Shared Task URL: https://sites.google.com/nlg.csie.ntu.edu.tw/finweb2022/shared-task-finsim-4
Workshop URL: https://sites.google.com/nlg.csie.ntu.edu.tw/finweb2022/home
Registration Form: https://forms.gle/aScP11s5vPSK1ghm6
The FinSim 2022 shared task aims to spark interest from communities in NLP, ML/AI, Knowledge Engineering and Financial document processing. Going beyond the mere representation of words is a key step to industrial applications that make use of Natural Language Processing (NLP). This is typically addressed using either 1) Unsupervised corpus-derived representations like word embeddings, which are typically opaque to human understanding but very useful in NLP applications or 2) Supervised approach to semantic representations learning, which typically requires an important volume of labeled data, but has high coverage for the target domain or 3) Manually labeled resources such as corpora, lexica, taxonomies and ontologies, which typically have low coverage and contain inconsistencies, but provide a deeper understanding of the target domain.
These approaches form different spectrum which a number of them have attempted to combine, particularly in tasks aiming at expanding the coverage of manual resources using automatic methods.
The Semeval community has organized several evaluation campaigns to stimulate the development of methods which extract semantic/lexical relations between concepts/words (Bordea et al. 2015, Bordea et al. 2016, Jurgens et al. 2016, Camacho-Collados et al. 2018).
A large number of datasets and challenges specifically look at how to automatically populate knowledge bases such as DBpedia or Wikidata (e.g.
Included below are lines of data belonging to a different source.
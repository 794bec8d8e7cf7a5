// Licensed under the Apache License, Version 2.0 (the "License");
// you may not use this file except in compliance with the License.
// You may obtain a copy of the License at
//
//     http://www.apache.org/licenses/LICENSE-2.0
//
// Unless required by applicable law or agreed to in writing, software
// distributed under the License is distributed on an "AS IS" BASIS,
// WITHOUT WARRANTIES OR CONDITIONS OF ANY KIND, either express or implied.
// See the License for the specific language governing permissions and
// limitations under the License.
//
// SPDX-License-Identifier: Apache-2.0

//! Population of resource models from keyed API responses.

use serde::de::DeserializeOwned;

use crate::api::ApiOperation;
use crate::error::IdentityClientError;
use crate::transport::ApiResponse;

/// Deserialize the resource an operation returns, unwrapping the JSON key
/// the operation declares (`{"project": {…}}`, `{"roles": […]}`).
pub(crate) fn populate<T: DeserializeOwned>(
    operation: &ApiOperation,
    response: &ApiResponse,
) -> Result<T, IdentityClientError> {
    let body = response
        .body
        .as_ref()
        .ok_or(IdentityClientError::EmptyResponse)?;
    let resource = match operation.json_key {
        Some(key) => body
            .get(key)
            .ok_or(IdentityClientError::MissingResourceKey { key })?,
        None => body,
    };
    Ok(serde_json::from_value(resource.clone())?)
}

#[cfg(test)]
mod tests {
    use super::*;
    use reqwest::StatusCode;
    use serde_json::json;

    use openstack_identity_api_types::v3::project::Project;

    use crate::api::v3::{DELETE_PROJECT, GET_PROJECT};

    #[test]
    fn populate_unwraps_the_resource_key() {
        let response = ApiResponse {
            status: StatusCode::OK,
            body: Some(json!({"project": {
                "id": "pid", "name": "staging", "domain_id": "default"
            }})),
        };
        let project: Project = populate(&GET_PROJECT, &response).unwrap();
        assert_eq!(project.id, "pid");
    }

    #[test]
    fn populate_reports_a_missing_key() {
        let response = ApiResponse {
            status: StatusCode::OK,
            body: Some(json!({"tenant": {}})),
        };
        match populate::<Project>(&GET_PROJECT, &response) {
            Err(IdentityClientError::MissingResourceKey { key }) => assert_eq!(key, "project"),
            other => panic!("unexpected result: {other:?}"),
        }
    }

    #[test]
    fn populate_reports_an_empty_body() {
        let response = ApiResponse {
            status: StatusCode::NO_CONTENT,
            body: None,
        };
        assert!(matches!(
            populate::<Project>(&GET_PROJECT, &response),
            Err(IdentityClientError::EmptyResponse)
        ));
    }

    #[test]
    fn populate_without_key_takes_the_whole_body() {
        let response = ApiResponse {
            status: StatusCode::OK,
            body: Some(json!({"left": "over"})),
        };
        let value: serde_json::Value = populate(&DELETE_PROJECT, &response).unwrap();
        assert_eq!(value, json!({"left": "over"}));
    }
}
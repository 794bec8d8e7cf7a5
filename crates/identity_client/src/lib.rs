// Licensed under the Apache License, Version 2.0 (the "License");
// you may not use this file except in compliance with the License.
// You may obtain a copy of the License at
//
//     http://www.apache.org/licenses/LICENSE-2.0
//
// Unless required by applicable law or agreed to in writing, software
// distributed under the License is distributed on an "AS IS" BASIS,
// WITHOUT WARRANTIES OR CONDITIONS OF ANY KIND, either express or implied.
// See the License for the specific language governing permissions and
// limitations under the License.
//
// SPDX-License-Identifier: Apache-2.0

//! # OpenStack Identity client
//!
//! A client SDK fragment for the OpenStack Identity (Keystone) API. It maps
//! REST resources to resource models: the Identity v2 service catalog
//! (catalog entries and endpoints) and the Identity v3 project with its
//! CRUD/list operations and project-scoped role assignment calls.
//!
//! Every HTTP call is described by a declarative [`api::ApiOperation`]
//! (method, path template, JSON resource key) and executed through a shared
//! [`transport::RestClient`] executor; models populate their fields from the
//! keyed JSON response.
//!
//! The client does not negotiate tokens: it is configured with a
//! pre-obtained token (see [`Config`]) and sends it as the `x-auth-token`
//! header on every request.
//!
//! ```no_run
//! use openstack_identity_client::Config;
//! use openstack_identity_client::identity::v3::IdentityV3;
//! use openstack_identity_client::types::v3::project::ProjectCreateBuilder;
//!
//! # async fn doc() -> Result<(), openstack_identity_client::IdentityClientError> {
//! let identity = IdentityV3::new(&Config::from_env()?)?;
//! let project = identity
//!     .create_project(
//!         ProjectCreateBuilder::default()
//!             .name("staging")
//!             .domain_id("default")
//!             .build()?,
//!     )
//!     .await?;
//! let granted = project.check_user_role("user-id", "role-id").await?;
//! # let _ = granted;
//! # Ok(())
//! # }
//! ```

pub mod api;
pub mod config;
pub mod error;
pub mod identity;
mod resource;
pub mod transport;

pub use openstack_identity_api_types as types;

pub use config::Config;
pub use error::IdentityClientError;
pub use transport::Session;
KBP challenges, https://tac.nist.gov/2020/KBP/SM-KBP/).
There are also a number of studies on the supervised and unsupervised approaches to the extraction of semantic relations between concepts and terms (Alfarone et al. 2015, Fauconnier et al. 2015, Shwartz et al. 2016, Sarkar et al. 2018, Martel et al. 2021).
Considering the ESG (Environmental, Social and Governance) related issues in the financial domain, from the end of 2022, companies providing investment products that make sustainability or environmental claims will be required to disclose how their portfolios align with the EU taxonomy (https://ec.europa.eu/info/business-economy-euro/banking-and-finance/sustainable-finance/eu-taxonomy-sustainable-activities_en) for sustainable activities according to the European Commission. The objective is to elaborate a ESG taxonomy or ESG related concepts representations and make use of it to analyze how an economic activity complies with the taxonomy, by consequently, it allows to know how an investment product is aligned with it.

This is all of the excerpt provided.